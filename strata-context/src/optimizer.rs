//! Greedy token-budgeted selection.

use serde::{Deserialize, Serialize};
use std::sync::Arc;
use strata_core::{content_hash_hex, ConfigError, StrataResult};

use crate::content::{sort_ranked, ContentItem, ContentRanker, TagPriorityRanker};
use crate::profile::RoleProfile;

/// Default maximum context size in tokens, before the role fraction applies.
pub const DEFAULT_MAX_CONTEXT_TOKENS: u32 = 4000;

/// Default fraction of the budget below which selection stops.
pub const DEFAULT_MIN_USEFUL_FRACTION: f64 = 0.1;

// ============================================================================
// CONFIG
// ============================================================================

#[derive(Debug, Clone, PartialEq)]
pub struct ContextConfig {
    pub max_context_tokens: u32,
    /// Stop once remaining budget drops below this share of the total.
    pub min_useful_fraction: f64,
}

impl Default for ContextConfig {
    fn default() -> Self {
        Self {
            max_context_tokens: DEFAULT_MAX_CONTEXT_TOKENS,
            min_useful_fraction: DEFAULT_MIN_USEFUL_FRACTION,
        }
    }
}

impl ContextConfig {
    /// Create ContextConfig from environment variables.
    ///
    /// # Environment Variables
    /// - `STRATA_CONTEXT_MAX_TOKENS` (default: 4000)
    /// - `STRATA_CONTEXT_MIN_USEFUL_FRACTION` (default: 0.1)
    pub fn from_env() -> Self {
        let max_context_tokens = std::env::var("STRATA_CONTEXT_MAX_TOKENS")
            .ok()
            .and_then(|s| s.parse().ok())
            .unwrap_or(DEFAULT_MAX_CONTEXT_TOKENS);

        let min_useful_fraction = std::env::var("STRATA_CONTEXT_MIN_USEFUL_FRACTION")
            .ok()
            .and_then(|s| s.parse().ok())
            .unwrap_or(DEFAULT_MIN_USEFUL_FRACTION);

        Self {
            max_context_tokens,
            min_useful_fraction,
        }
    }

    pub fn with_max_context_tokens(mut self, tokens: u32) -> Self {
        self.max_context_tokens = tokens;
        self
    }

    pub fn with_min_useful_fraction(mut self, fraction: f64) -> Self {
        self.min_useful_fraction = fraction;
        self
    }

    pub fn validate(&self) -> StrataResult<()> {
        if !(0.0..=1.0).contains(&self.min_useful_fraction) {
            return Err(ConfigError::invalid(
                "min_useful_fraction",
                self.min_useful_fraction,
                "must be within 0..=1",
            )
            .into());
        }
        Ok(())
    }
}

// ============================================================================
// SELECTION
// ============================================================================

/// What happened to an item during selection.
#[derive(Debug, Clone, Copy, PartialEq, Eq, Hash, Serialize, Deserialize)]
pub enum SelectionAction {
    /// Item fit and was taken
    Include,
    /// Item did not fit the remaining budget
    Skip,
    /// Remaining budget fell below the useful minimum
    Stop,
}

/// Audit record for one selection step.
#[derive(Debug, Clone, PartialEq, Serialize, Deserialize)]
pub struct SelectionDecision {
    pub action: SelectionAction,
    pub item_id: Option<String>,
    pub tokens: u32,
    pub reason: String,
}

/// Result of [`ContextOptimizer::optimize`].
#[derive(Debug, Clone, PartialEq, Serialize, Deserialize)]
pub struct ContextSelection {
    pub items: Vec<ContentItem>,
    pub total_tokens: u32,
    pub budget: u32,
    pub trace: Vec<SelectionDecision>,
}

impl ContextSelection {
    pub fn empty(budget: u32) -> Self {
        Self {
            items: Vec::new(),
            total_tokens: 0,
            budget,
            trace: Vec::new(),
        }
    }

    pub fn remaining_tokens(&self) -> u32 {
        self.budget.saturating_sub(self.total_tokens)
    }

    pub fn item_ids(&self) -> Vec<&str> {
        self.items.iter().map(|i| i.id.as_str()).collect()
    }
}

/// Selects a budget-constrained subset of content for a request.
#[derive(Clone)]
pub struct ContextOptimizer {
    config: ContextConfig,
    ranker: Arc<dyn ContentRanker>,
}

impl std::fmt::Debug for ContextOptimizer {
    fn fmt(&self, f: &mut std::fmt::Formatter<'_>) -> std::fmt::Result {
        f.debug_struct("ContextOptimizer")
            .field("config", &self.config)
            .finish_non_exhaustive()
    }
}

impl ContextOptimizer {
    pub fn new(config: ContextConfig, ranker: Arc<dyn ContentRanker>) -> StrataResult<Self> {
        config.validate()?;
        Ok(Self { config, ranker })
    }

    /// Optimizer using [`TagPriorityRanker`].
    pub fn with_default_ranker(config: ContextConfig) -> StrataResult<Self> {
        Self::new(config, Arc::new(TagPriorityRanker::default()))
    }

    pub fn config(&self) -> &ContextConfig {
        &self.config
    }

    /// Budget for a role under this optimizer's maximum.
    pub fn budget_for(&self, profile: &RoleProfile) -> u32 {
        profile.token_budget(self.config.max_context_tokens)
    }

    /// Greedy bounded-knapsack selection.
    ///
    /// Walks items by relevance (descending, ties by id) and takes each one
    /// that fits the remaining budget, skipping those that don't. Stops when
    /// the remaining budget drops below `min_useful_fraction * token_budget`
    /// or the pool is exhausted. Identical inputs give identical output.
    pub fn optimize(
        &self,
        profile: &RoleProfile,
        intent: &str,
        pool: &[ContentItem],
        token_budget: u32,
    ) -> ContextSelection {
        let mut ranked = self.ranker.rank(profile, intent, pool);
        sort_ranked(&mut ranked);

        let min_useful = (f64::from(token_budget) * self.config.min_useful_fraction).ceil() as u32;
        let mut selection = ContextSelection::empty(token_budget);

        for scored in ranked {
            let remaining = selection.remaining_tokens();
            if remaining < min_useful {
                selection.trace.push(SelectionDecision {
                    action: SelectionAction::Stop,
                    item_id: None,
                    tokens: remaining,
                    reason: format!(
                        "Remaining {} tokens below useful minimum {}",
                        remaining, min_useful
                    ),
                });
                break;
            }

            let cost = scored.item.estimated_token_cost;
            if cost <= remaining {
                selection.total_tokens += cost;
                selection.trace.push(SelectionDecision {
                    action: SelectionAction::Include,
                    item_id: Some(scored.item.id.clone()),
                    tokens: cost,
                    reason: format!("Fits within budget (score {:.3})", scored.score),
                });
                selection.items.push(scored.item);
            } else {
                selection.trace.push(SelectionDecision {
                    action: SelectionAction::Skip,
                    item_id: Some(scored.item.id.clone()),
                    tokens: 0,
                    reason: format!("Needs {} tokens, only {} available", cost, remaining),
                });
            }
        }

        selection
    }
}

/// Stable digest of everything selection depends on.
///
/// Used in cache keys instead of the selection itself. Pool order does not
/// affect the digest, matching selection which re-sorts the pool.
pub fn selection_input_hash(
    profile: &RoleProfile,
    intent: &str,
    pool: &[ContentItem],
    token_budget: u32,
) -> String {
    let mut items: Vec<String> = pool
        .iter()
        .map(|i| {
            serde_json::json!([i.id, i.tags, i.estimated_token_cost, i.base_relevance]).to_string()
        })
        .collect();
    items.sort();

    let canonical = serde_json::json!({
        "role": profile.role.as_str(),
        "priorities": profile.content_priorities,
        "intent": intent,
        "budget": token_budget,
        "pool": items,
    });
    content_hash_hex(canonical.to_string().as_bytes())
}

#[cfg(test)]
mod tests {
    use super::*;
    use strata_core::Role;

    fn optimizer() -> ContextOptimizer {
        ContextOptimizer::with_default_ranker(ContextConfig::default()).unwrap()
    }

    fn analyst() -> RoleProfile {
        RoleProfile::default_for(Role::Analyst)
    }

    #[test]
    fn test_skips_items_that_do_not_fit_without_stopping() {
        let pool = vec![
            ContentItem::new("a", &["summary"], 60),
            ContentItem::new("b", &["trend"], 50),
            ContentItem::new("c", &["chart"], 30),
        ];
        let selection = optimizer().optimize(&analyst(), "", &pool, 100);
        assert_eq!(selection.item_ids(), vec!["a", "c"]);
        assert_eq!(selection.total_tokens, 90);
        assert_eq!(selection.trace[1].action, SelectionAction::Skip);
    }

    #[test]
    fn test_stops_below_min_useful_fraction() {
        let pool = vec![
            ContentItem::new("a", &["summary"], 95),
            ContentItem::new("b", &["trend"], 1),
        ];
        let selection = optimizer().optimize(&analyst(), "", &pool, 100);
        assert_eq!(selection.item_ids(), vec!["a"]);
        assert_eq!(selection.trace.last().unwrap().action, SelectionAction::Stop);
    }

    #[test]
    fn test_empty_pool_and_zero_budget() {
        let selection = optimizer().optimize(&analyst(), "", &[], 100);
        assert!(selection.items.is_empty());

        let pool = vec![ContentItem::new("a", &["summary"], 1)];
        let selection = optimizer().optimize(&analyst(), "", &pool, 0);
        assert!(selection.items.is_empty());
        assert_eq!(selection.total_tokens, 0);
    }

    #[test]
    fn test_budget_for_role() {
        let opt = ContextOptimizer::with_default_ranker(
            ContextConfig::default().with_max_context_tokens(1000),
        )
        .unwrap();
        assert_eq!(opt.budget_for(&RoleProfile::default_for(Role::DataScientist)), 750);
    }

    #[test]
    fn test_invalid_fraction_rejected() {
        let config = ContextConfig::default().with_min_useful_fraction(1.5);
        assert!(ContextOptimizer::with_default_ranker(config).is_err());
    }

    #[test]
    fn test_hash_ignores_pool_order_but_not_intent() {
        let a = ContentItem::new("a", &["summary"], 10);
        let b = ContentItem::new("b", &["trend"], 20);
        let profile = analyst();

        let h1 = selection_input_hash(&profile, "revenue", &[a.clone(), b.clone()], 100);
        let h2 = selection_input_hash(&profile, "revenue", &[b.clone(), a.clone()], 100);
        let h3 = selection_input_hash(&profile, "churn", &[a, b], 100);
        assert_eq!(h1, h2);
        assert_ne!(h1, h3);
    }
}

————

_What you should do_. Using the entries above, work out the number of lines that hold the word "digest" and write it with no other words.

_Answer to the exercise_. 2